Dr. Nandini Deo, author of Mobilizing Religion and Gender in India: The Role of Activism, joins us in our second-floor reading room to discuss her new book, Corporate Social Responsibility and Civil Society in India.
Civil society organizations (CSOs) and corporations have a history of hostility towards each other. According to CSO workers, businesses selfishly exploit workers, despoil natural resources and distort democracy to serve their own profit-making ends. According to business executives, CSOs are hopelessly naïve and inefficient and interfere in the market in ways that reduce economic growth. And yet, in the past decade, more and more CSOs and businesses are collaborating in new ways. Individuals from both sectors are setting up social impact enterprises, and social investing funds are increasing. The more traditional forms of corporate–CSO collaboration have expanded as more funds are flowing from business to the social sector. The divide between the corporate sector and civil society seems to be narrowing. Why is this happening and what are its consequences? This book examines these trends in India, where since 2013, the state has mandated co-operation between the largest firms and CSOs in pursuit of inclusive and sustainable development.

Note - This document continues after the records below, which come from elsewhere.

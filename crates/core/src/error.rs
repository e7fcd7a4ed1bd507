/// Caller-facing error taxonomy.
///
/// Every error that crosses a request boundary is classified into one of
/// these variants; internal detail (provider codes, transport errors) is
/// never re-exposed to callers.
#[derive(Debug, thiserror::Error)]
pub enum CoreError {
    #[error("Unauthenticated: {0}")]
    Unauthenticated(String),

    #[error("Entity not found: {entity} with id {id}")]
    NotFound { entity: &'static str, id: String },

    #[error("Invalid argument: {0}")]
    InvalidArgument(String),

    #[error("Precondition failed: {0}")]
    FailedPrecondition(String),

    #[error("Internal error: {0}")]
    Internal(String),
}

Nandini Deo is an Associate Professor of Political Science at Lehigh University. She spent 2023-24 as a Fulbright Nehru Scholar at SNDT Women’s University in Mumbai. Recently she moved from Mt Airy to Bethlehem, PA. However, she returns to the neighborhood each week for Democracy Days — a self-directed education program she facilitates at Awbury Arboretum. Inspired by her experience as a homeschooling parent, Deo is launching new research on children and democratic experiments.
Her research engages South Asian politics, civil society organizations, religion and secularism, gender and childhood. Her forthcoming book Corporate Social Responsibility and Civil Society in India (Anthem 2024) examines how corporate money and practices are reshaping Indian civil society. It builds on previous books which examined how foreign aid shapes civil society and the challenges of collaboration among NGO networks.
Nandini teaches collaborative courses on Comparative Politics, Social Activism, Religion and Politics, and Indian Politics. These classes feature active learning, lots of discussion, and a certain level of uncertainty as they are typically co-produced along with students as the semester progresses.
This year she is serving as Treasurer for the Religion and Politics Section of the American Political Science Association and has previously been active in the Executive Board for its Gender and Politics Section. Deo has served on a number of book and dissertation award committees for APSA.